In many countries, there are political reasons for these omissions. Some countries are quite explicit about them. In Rwanda after the genocide, for instance, collecting information on ethnicity is considered nationally divisive. The official line is: ‘There is no ethnicity here. We are all Rwandan.’
Data are significantly incomplete
Even when data are available, major hurdles still exist in achieving robust results on smaller minority groups with quantitative data, namely small sample size. To study most questions about society, survey data are drawn from a representative sample of the population. But, in surveys of this kind, the total number of individuals from minority groups represented may be too small to make statistically significant conclusions.
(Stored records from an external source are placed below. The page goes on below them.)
impl TransactionRequestBuilder {
    fn new(
        kind: ProposalKind,
        channel_id: impl Into<String>,
        chaincode_id: impl Into<String>,
    ) -> Self {
        Self {
            kind,
            channel_id: channel_id.into(),
            chaincode_id: chaincode_id.into(),
            function: String::new(),
            args: Vec::new(),
            targets: Vec::new(),
            nonce: None,
        }
    }

    pub fn function(mut self, function: impl Into<String>) -> Self {
        self.function = function.into();
        self
    }

    pub fn args<I, S>(mut self, args: I) -> Self
    where
        I: IntoIterator<Item = S>,
        S: Into<String>,
    {
        self.args = args.into_iter().map(Into::into).collect();
        self
    }

    pub fn targets(mut self, targets: impl IntoIterator<Item = PeerRef>) -> Self {
        self.targets = targets.into_iter().collect();
        self
    }

    /// Pins the nonce instead of drawing a random one.
    pub fn nonce(mut self, nonce: Nonce) -> Self {
        self.nonce = Some(nonce);
        self
    }

    /// Mints the transaction id for `identity` and freezes the request.
    pub fn build(self, identity: &dyn SigningIdentity) -> TransactionRequest {
        let nonce = self.nonce.unwrap_or_else(Nonce::generate);
        TransactionRequest {
            tx_id: TransactionId::derive(&nonce, &identity.certificate()),
            nonce,
            kind: self.kind,
            channel_id: self.channel_id,
            chaincode_id: self.chaincode_id,
            function: self.function,
            args: self.args,
            targets: self.targets,
        }
    }
}

#[derive(Clone, Copy, Debug, PartialEq, Eq, Hash, PartialOrd, Ord, Serialize, Deserialize)]
pub struct Timestamp {
    pub seconds: u64,
    pub nanos: u32,
}

impl Timestamp {
    pub fn now() -> Self {
        let elapsed = SystemTime::now()
            .duration_since(UNIX_EPOCH)
            .unwrap_or_default();
        Self {
            seconds: elapsed.as_secs(),
            nanos: elapsed.subsec_nanos(),
        }
    }
}

#[derive(Clone, Debug, PartialEq, Eq, Serialize, Deserialize)]
pub struct ProposalHeader {
    pub channel_id: String,
    pub tx_id: TransactionId,
    pub nonce: Nonce,
    pub creator: Certificate,
    pub timestamp: Timestamp,
}

/// What a proposal asks the chaincode to run.
#[derive(Clone, Debug, PartialEq, Eq, Serialize, Deserialize)]
pub struct ChaincodeInvocation {
    pub chaincode_id: String,
    pub kind: ProposalKind,
    pub function: String,
    pub args: Vec<String>,
}

/// A signed, not yet endorsed, description of a transaction.
#[derive(Clone, Debug, PartialEq, Eq, Serialize, Deserialize)]
pub struct Proposal {
    pub header: ProposalHeader,
    pub payload: ChaincodeInvocation,
    pub signature: Signature,
}

impl Proposal {
    pub fn tx_id(&self) -> TransactionId {
        self.header.tx_id
    }

    /// Bytes covered by the submitter's signature.
    pub fn digest(&self) -> [u8; 32] {
        self.commit().into()
    }

    pub fn to_bytes(&self) -> bincode::Result<Vec<u8>> {
        bincode::serialize(self)
    }

    pub fn from_bytes(bytes: &[u8]) -> bincode::Result<Self> {
        bincode::deserialize(bytes)
    }
}

/// Covers header and payload; the signature is excluded.
impl Committable for Proposal {
    fn commit(&self) -> Commitment<Self> {
        let header = &self.header;
        let payload = &self.payload;
        let chaincode_path = match &payload.kind {
            ProposalKind::Deployment { chaincode_path } => chaincode_path.as_str(),
            _ => "",
        };
        let mut builder = RawCommitmentBuilder::new(&Self::tag())
            .var_size_field("channel_id", header.channel_id.as_bytes())
            .fixed_size_field("tx_id", header.tx_id.as_bytes())
            .fixed_size_field("nonce", header.nonce.as_bytes())
            .var_size_field("creator", header.creator.as_bytes())
            .u64_field("timestamp_seconds", header.timestamp.seconds)
            .u64_field("timestamp_nanos", u64::from(header.timestamp.nanos))
            .var_size_field("chaincode_id", payload.chaincode_id.as_bytes())
            .var_size_field("kind", payload.kind.tag().as_bytes())
            .var_size_field("chaincode_path", chaincode_path.as_bytes())
            .var_size_field("function", payload.function.as_bytes())
            .u64_field("num_args", payload.args.len() as u64);
        for arg in &payload.args {
            builder = builder.var_size_field("arg", arg.as_bytes());
        }
        builder.finalize()
    }

    fn tag() -> String {
        "PROPOSAL".to_string()
    }
}

/// A peer's signed attestation of the result of executing a proposal.
#[derive(Clone, Debug, PartialEq, Eq, Serialize, Deserialize)]
pub struct EndorsementResponse {
    pub peer_id: PeerId,
    pub tx_id: TransactionId,
    pub status: u32,
    pub message: String,
    pub payload: Vec<u8>,
    pub signature: Signature,
    pub endorser: Certificate,
}

impl EndorsementResponse {
    pub fn is_success(&self) -> bool {
        self.status == SUCCESS_STATUS
    }

    /// Bytes an endorser signs: `tx_id || status (big endian) || payload`.
    pub fn signed_bytes(tx_id: &TransactionId, status: u32, payload: &[u8]) -> Vec<u8> {
        let mut bytes = Vec::with_capacity(TX_ID_LEN + 4 + payload.len());
        bytes.extend_from_slice(tx_id.as_bytes());
        bytes.extend_from_slice(&status.to_be_bytes());
        bytes.extend_from_slice(payload);
        bytes
    }

    pub fn signed_message(&self) -> Vec<u8> {
        Self::signed_bytes(&self.tx_id, self.status, &self.payload)
    }
}

impl Committable for EndorsementResponse {
    fn commit(&self) -> Commitment<Self> {
        RawCommitmentBuilder::new(&Self::tag())
            .var_size_field("peer_id", self.peer_id.as_str().as_bytes())
            .fixed_size_field("tx_id", self.tx_id.as_bytes())
            .u64_field("status", u64::from(self.status))
            .var_size_field("payload", &self.payload)
            .var_size_field("signature", self.signature.as_bytes())
            .var_size_field("endorser", self.endorser.as_bytes())
            .finalize()
    }

    fn tag() -> String {
        "ENDORSEMENT".to_string()
    }
}

/// Why a target contributed no endorsement.
#[derive(Clone, Debug, PartialEq, Eq, Serialize, Deserialize)]
pub enum NoResponse {
    /// Nothing arrived before the collection deadline.
    TimedOut,
    Unreachable { reason: String },
    /// The reply named another transaction or another peer.
    Mismatched { reason: String },
}

#[derive(Clone, Debug, PartialEq, Eq, Serialize, Deserialize)]
pub enum PeerOutcome {
    Endorsed(EndorsementResponse),
    NoResponse(NoResponse),
}

impl PeerOutcome {
    pub fn response(&self) -> Option<&EndorsementResponse> {
        match self {
            PeerOutcome::Endorsed(response) => Some(response),
            PeerOutcome::NoResponse(_) => None,
        }
    }
}

/// Outcomes of one proposal's fan-out, keyed by peer.
#[derive(Clone, Debug, PartialEq, Eq, Serialize, Deserialize)]
pub struct EndorsementSet {
    tx_id: TransactionId,
    outcomes: BTreeMap<PeerId, PeerOutcome>,
    complete: bool,
}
For instance, Vietnam officially has 54 ethnic groups, 53 of which each comprise less than 2% of the population. Many analyses, like this one, thus consider ethnic divisions in terms of two groups, Kinh and ‘other’ (or ‘non-Kinh’). Treating multiple minority groups as a single group is often the only practical option. But such aggregate categories do obscure the diversity that may exist inside them. Both the data collected—and the treatment the data receives—can hide this diversity rather than illuminate it for decision-makers.
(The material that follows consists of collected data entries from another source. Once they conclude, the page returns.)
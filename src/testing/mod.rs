// Copyright (c) 2024 Espresso Systems (espressosys.com)
// This file is part of the Endorsement Client Core.
//

//! In-memory collaborators
//! Stand-ins for the identity provider, the peers, the ordering service and
//! the ledger, scriptable enough to replay partial failures.

use anyhow::{anyhow, bail};
use async_broadcast::{broadcast, InactiveReceiver, Receiver, Sender};
use async_compatibility_layer::art::{async_sleep, async_spawn};
use async_lock::{Mutex, RwLock};
use async_trait::async_trait;
use lru::LruCache;
use sha2::{Digest, Sha256};
use std::{
    collections::{HashMap, HashSet, VecDeque},
    num::NonZeroUsize,
    sync::{
        atomic::{AtomicU64, AtomicUsize, Ordering},
        Arc,
    },
    time::Duration,
};
use tracing::debug;

use crate::{
    identity::{Certificate, EndorsementVerifier, Signature, SigningIdentity},
    transport::{Ledger, OrderingTransport, PeerTransport},
    types::{
        CommitEvent, CommitStatus, EndorsementResponse, Envelope, OrdererRef, OrderingAck, PeerId,
        PeerRef, Proposal, TransactionId, SUCCESS_STATUS, TX_ID_LEN,
    },
};


const ORDERED_CACHE_SIZE: usize = 1024;
const EVENT_CAPACITY: usize = 256;

/// Signatures are digests over the certificate, so anyone holding the
/// certificate can check them. Good enough to catch tampering in tests.
#[derive(Clone, Copy, Debug, Default)]
pub struct MockVerifier;

impl MockVerifier {
    pub fn sign_as(certificate: &Certificate, message: &[u8]) -> Signature {
        let mut hasher = Sha256::new();
        hasher.update(b"mock-signature");
        hasher.update(certificate.as_bytes());
        hasher.update(message);
        Signature(hasher.finalize().to_vec())
    }
}

impl EndorsementVerifier for MockVerifier {
    fn verify(&self, endorser: &Certificate, message: &[u8], signature: &Signature) -> bool {
        Self::sign_as(endorser, message) == *signature
    }
}

pub fn mock_certificate(name: &str) -> Certificate {
    Certificate(format!("cert:{name}").into_bytes())
}

#[derive(Clone, Debug)]
pub struct MockIdentity {
    certificate: Certificate,
}

impl MockIdentity {
    pub fn new(name: &str) -> Self {
        Self {
            certificate: mock_certificate(name),
        }
    }

    pub fn verify_own(&self, message: &[u8], signature: &Signature) -> bool {
        MockVerifier.verify(&self.certificate, message, signature)
    }
}

impl SigningIdentity for MockIdentity {
    fn sign(&self, message: &[u8]) -> anyhow::Result<Signature> {
        Ok(MockVerifier::sign_as(&self.certificate, message))
    }

    fn certificate(&self) -> Certificate {
        self.certificate.clone()
    }
}

/// An enrolled identity whose key is not available.
#[derive(Clone, Debug)]
pub struct FailingIdentity {
    certificate: Certificate,
}

impl FailingIdentity {
    pub fn new(name: &str) -> Self {
        Self {
            certificate: mock_certificate(name),
        }
    }
}

impl SigningIdentity for FailingIdentity {
    fn sign(&self, _message: &[u8]) -> anyhow::Result<Signature> {
        bail!("private key for {:?} is not in the key store", self.certificate)
    }

    fn certificate(&self) -> Certificate {
        self.certificate.clone()
    }
}

#[derive(Clone, Debug)]
pub enum PeerBehavior {
    Endorse(Vec<u8>),
    EndorseAfter(Duration, Vec<u8>),
    Fail { status: u32, message: String },
    /// Accepts the call and never answers.
    Silent,
    Unreachable,
    /// Answers as if the proposal belonged to another transaction.
    WrongTransaction(Vec<u8>),
}

impl PeerBehavior {
    pub fn endorse(payload: &str) -> Self {
        PeerBehavior::Endorse(payload.as_bytes().to_vec())
    }
}

/// Decrements the in-flight count when a call finishes or is dropped.
struct InFlight(Arc<AtomicUsize>);

impl InFlight {
    fn enter(counter: &Arc<AtomicUsize>) -> Self {
        counter.fetch_add(1, Ordering::SeqCst);
        Self(Arc::clone(counter))
    }
}

impl Drop for InFlight {
    fn drop(&mut self) {
        self.0.fetch_sub(1, Ordering::SeqCst);
    }
}

#[derive(Default)]
pub struct MockPeerTransport {
    behaviors: HashMap<PeerId, PeerBehavior>,
    calls: AtomicUsize,
    in_flight: Arc<AtomicUsize>,
}

impl MockPeerTransport {
    pub fn new<I, S>(behaviors: I) -> Self
    where
        I: IntoIterator<Item = (S, PeerBehavior)>,
        S: Into<String>,
    {
        Self {
            behaviors: behaviors
                .into_iter()
                .map(|(peer, behavior)| (PeerId::new(peer), behavior))
                .collect(),
            ..Self::default()
        }
    }

    pub fn calls(&self) -> usize {
        self.calls.load(Ordering::SeqCst)
    }

    /// Calls started but neither finished nor dropped.
    pub fn in_flight(&self) -> usize {
        self.in_flight.load(Ordering::SeqCst)
    }

    fn respond(
        peer: &PeerId,
        tx_id: TransactionId,
        status: u32,
        message: &str,
        payload: Vec<u8>,
    ) -> EndorsementResponse {
        let endorser = mock_certificate(peer.as_str());
        let signed = EndorsementResponse::signed_bytes(&tx_id, status, &payload);
        EndorsementResponse {
            peer_id: peer.clone(),
            tx_id,
            status,
            message: message.to_string(),
            signature: MockVerifier::sign_as(&endorser, &signed),
            payload,
            endorser,
        }
    }
}

#[async_trait]
impl PeerTransport for MockPeerTransport {
    async fn send_proposal(
        &self,
        peer: &PeerRef,
        proposal: &Proposal,
        _timeout: Duration,
    ) -> anyhow::Result<EndorsementResponse> {
        self.calls.fetch_add(1, Ordering::SeqCst);
        let _guard = InFlight::enter(&self.in_flight);

        // what crosses the wire is the encoded proposal
        let proposal = Proposal::from_bytes(&proposal.to_bytes()?)?;
        let tx_id = proposal.tx_id();
        let behavior = self
            .behaviors
            .get(&peer.id)
            .ok_or_else(|| anyhow!("no peer listening at {}", peer.endpoint))?;
        debug!(peer = %peer.id, ?behavior, "mock peer handling proposal");

        match behavior {
            PeerBehavior::Endorse(payload) => {
                Ok(Self::respond(&peer.id, tx_id, SUCCESS_STATUS, "OK", payload.clone()))
            }
            PeerBehavior::EndorseAfter(delay, payload) => {
                async_sleep(*delay).await;
                Ok(Self::respond(&peer.id, tx_id, SUCCESS_STATUS, "OK", payload.clone()))
            }
            PeerBehavior::Fail { status, message } => {
                Ok(Self::respond(&peer.id, tx_id, *status, message, Vec::new()))
            }
            PeerBehavior::Silent => futures::future::pending().await,
            PeerBehavior::Unreachable => Err(anyhow!("connection refused: {}", peer.endpoint)),
            PeerBehavior::WrongTransaction(payload) => {
                let other = TransactionId::from_bytes([0xee; TX_ID_LEN]);
                Ok(Self::respond(&peer.id, other, SUCCESS_STATUS, "OK", payload.clone()))
            }
        }
    }
}

#[derive(Clone, Debug, PartialEq, Eq)]
pub enum OrdererBehavior {
    Accept,
    Reject(String),
    Error(String),
    Unavailable,
}

/// Ordering service that commits what it accepts into a [`MockLedger`].
/// Envelopes are deduplicated by transaction id.
pub struct MockOrderer {
    ledger: Arc<MockLedger>,
    script: Mutex<VecDeque<OrdererBehavior>>,
    unreachable: HashSet<String>,
    commit_status: CommitStatus,
    commit_delay: Duration,
    commits: bool,
    ordered: Mutex<LruCache<TransactionId, u64>>,
    sequence: AtomicU64,
    submissions: AtomicUsize,
    envelopes: Mutex<Vec<Envelope>>,
}

impl MockOrderer {
    pub fn new(ledger: Arc<MockLedger>) -> Self {
        Self {
            ledger,
            script: Mutex::new(VecDeque::new()),
            unreachable: HashSet::new(),
            commit_status: CommitStatus::Valid,
            commit_delay: Duration::ZERO,
            commits: true,
            ordered: Mutex::new(LruCache::new(
                NonZeroUsize::new(ORDERED_CACHE_SIZE).unwrap_or(NonZeroUsize::MIN),
            )),
            sequence: AtomicU64::new(0),
            submissions: AtomicUsize::new(0),
            envelopes: Mutex::new(Vec::new()),
        }
    }

    /// Behaviors used for the next submissions, in order; `Accept` afterwards.
    pub fn with_script(mut self, script: impl IntoIterator<Item = OrdererBehavior>) -> Self {
        self.script = Mutex::new(script.into_iter().collect());
        self
    }

    pub fn with_unreachable(mut self, endpoint: &str) -> Self {
        self.unreachable.insert(endpoint.to_string());
        self
    }

    pub fn with_commit_status(mut self, status: CommitStatus) -> Self {
        self.commit_status = status;
        self
    }

    pub fn with_commit_delay(mut self, delay: Duration) -> Self {
        self.commit_delay = delay;
        self
    }

    /// Accepts envelopes but never lets them reach the ledger.
    pub fn never_commit(mut self) -> Self {
        self.commits = false;
        self
    }

    /// Submission attempts that reached this orderer, duplicates included.
    pub fn submissions(&self) -> usize {
        self.submissions.load(Ordering::SeqCst)
    }

    pub async fn envelopes(&self) -> Vec<Envelope> {
        self.envelopes.lock().await.clone()
    }
}

#[async_trait]
impl OrderingTransport for MockOrderer {
    async fn submit(&self, orderer: &OrdererRef, envelope: &Envelope) -> anyhow::Result<OrderingAck> {
        if self.unreachable.contains(&orderer.endpoint) {
            bail!("connection refused: {}", orderer.endpoint);
        }
        self.submissions.fetch_add(1, Ordering::SeqCst);
        let envelope = Envelope::from_bytes(&envelope.to_bytes()?)?;

        let behavior = self
            .script
            .lock()
            .await
            .pop_front()
            .unwrap_or(OrdererBehavior::Accept);
        match behavior {
            OrdererBehavior::Accept => {}
            OrdererBehavior::Reject(info) => return Ok(OrderingAck::rejected(info)),
            OrdererBehavior::Error(info) => return Ok(OrderingAck::error(info)),
            OrdererBehavior::Unavailable => bail!("ordering service at {} unavailable", orderer.endpoint),
        }

        let tx_id = envelope.resubmission_key();
        let mut ordered = self.ordered.lock().await;
        if let Some(sequence) = ordered.get(&tx_id) {
            debug!(%tx_id, sequence, "duplicate envelope ignored");
            return Ok(OrderingAck::success(Some(sequence.to_string())));
        }
        let sequence = self.sequence.fetch_add(1, Ordering::SeqCst);
        ordered.put(tx_id, sequence);
        drop(ordered);
        self.envelopes.lock().await.push(envelope);

        if self.commits {
            let ledger = Arc::clone(&self.ledger);
            let status = self.commit_status;
            if self.commit_delay.is_zero() {
                ledger.commit(tx_id, status).await;
            } else {
                let delay = self.commit_delay;
                async_spawn(async move {
                    async_sleep(delay).await;
                    ledger.commit(tx_id, status).await;
                });
            }
        }
        Ok(OrderingAck::success(Some(sequence.to_string())))
    }
}

/// Ledger of one channel recording each committed transaction.
pub struct MockLedger {
    statuses: RwLock<HashMap<TransactionId, CommitStatus>>,
    records: RwLock<HashMap<TransactionId, usize>>,
    height: AtomicU64,
    events: Sender<CommitEvent>,
    _events_keepalive: InactiveReceiver<CommitEvent>,
    subscriptions: bool,
    failing_queries: AtomicUsize,
    queries: AtomicUsize,
}

impl MockLedger {
    pub fn new() -> Self {
        let (mut events, receiver) = broadcast(EVENT_CAPACITY);
        events.set_overflow(true);
        Self {
            statuses: RwLock::new(HashMap::new()),
            records: RwLock::new(HashMap::new()),
            height: AtomicU64::new(0),
            events,
            _events_keepalive: receiver.deactivate(),
            subscriptions: true,
            failing_queries: AtomicUsize::new(0),
            queries: AtomicUsize::new(0),
        }
    }

    /// A ledger that can only be polled.
    pub fn without_subscriptions() -> Self {
        Self {
            subscriptions: false,
            ..Self::new()
        }
    }

    /// Appends a block holding `tx_id` and notifies subscribers.
    pub async fn commit(&self, tx_id: TransactionId, status: CommitStatus) {
        let block_number = self.height.fetch_add(1, Ordering::SeqCst) + 1;
        self.statuses.write().await.insert(tx_id, status);
        *self.records.write().await.entry(tx_id).or_insert(0) += 1;
        debug!(%tx_id, block_number, ?status, "mock ledger committed transaction");
        // no active subscriber is fine
        let _ = self.events.try_broadcast(CommitEvent {
            tx_id,
            block_number,
            status,
        });
    }

    pub async fn commit_count(&self, tx_id: &TransactionId) -> usize {
        self.records.read().await.get(tx_id).copied().unwrap_or(0)
    }

    pub fn fail_next_queries(&self, count: usize) {
        self.failing_queries.store(count, Ordering::SeqCst);
    }

    pub fn queries(&self) -> usize {
        self.queries.load(Ordering::SeqCst)
    }

    /// Ends every subscription stream, current and future.
    pub fn close_subscriptions(&self) {
        self.events.close();
    }
}

impl Default for MockLedger {
    fn default() -> Self {
        Self::new()
    }
}

#[async_trait]
impl Ledger for MockLedger {
    async fn query_transaction_status(
        &self,
        _channel_id: &str,
        tx_id: &TransactionId,
    ) -> anyhow::Result<Option<CommitStatus>> {
        self.queries.fetch_add(1, Ordering::SeqCst);
        let failing = self
            .failing_queries
            .fetch_update(Ordering::SeqCst, Ordering::SeqCst, |left| left.checked_sub(1));
        if failing.is_ok() {
            bail!("ledger query timed out");
        }
        Ok(self.statuses.read().await.get(tx_id).copied())
    }

    fn subscribe(&self, _channel_id: &str) -> Option<Receiver<CommitEvent>> {
        self.subscriptions.then(|| self.events.new_receiver())
    }
}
A further set of issues stem from the conceptual challenge of capturing identities in statistics, many of which have ethical or political dimensions. How do we decide which groups have political, social, and economic salience? Who gets to decide? Why does the census or a survey enumerate some groups and not others, and why does this change? For instance, the Philippine census in 2000 identified 147 ethnolinguistic groups and 93 religions, while in 2010, it considered 182 and 97 respectively. In studying ethnic inequality in the Philippines, should we consider inequality among these 147 (or 182) groups? Or, is it more appropriate—as one team of researchers did—to aggregate these groups into three broader ‘politically-salient’ ethno-religious groups—Muslims, indigenous persons, and everyone else—thus reclassifying the categories listed in the census?
Official data from South Africa is another illustration of the potentially contentious and political nature of these decisions. The national statistics office reports data on five racial categories: Black, White, Coloured, Indian, and Other. Not only do these categories aggregate multiple racial and ethnolinguistic identities and obscure diversity and potential inequality within the category, they also maintain the racial coding developed by the apartheid state.
On the one hand, this is a system of racial categorization that many South Africans find problematic. On the other hand, there is a practical reason for continuing to collect these data so that South Africa can monitor progress on reducing the very racial inequalities caused by the apartheid state.
As the quote goes, ‘Not everything that counts can be counted, and not everything that can be counted counts’. Notwithstanding the significant progress that has been made in the ‘data revolution’ for sustainable development, continued investment in more and better statistics will only get us so far in understanding and monitoring inequality. Especially when we consider inequality between groups, there are inherent limits and biases in what can be learned from the numbers alone.
The views expressed in this piece are those of the author(s), and do not necessarily reflect the views of the Institute or the United Nations University, nor the programme/project donors.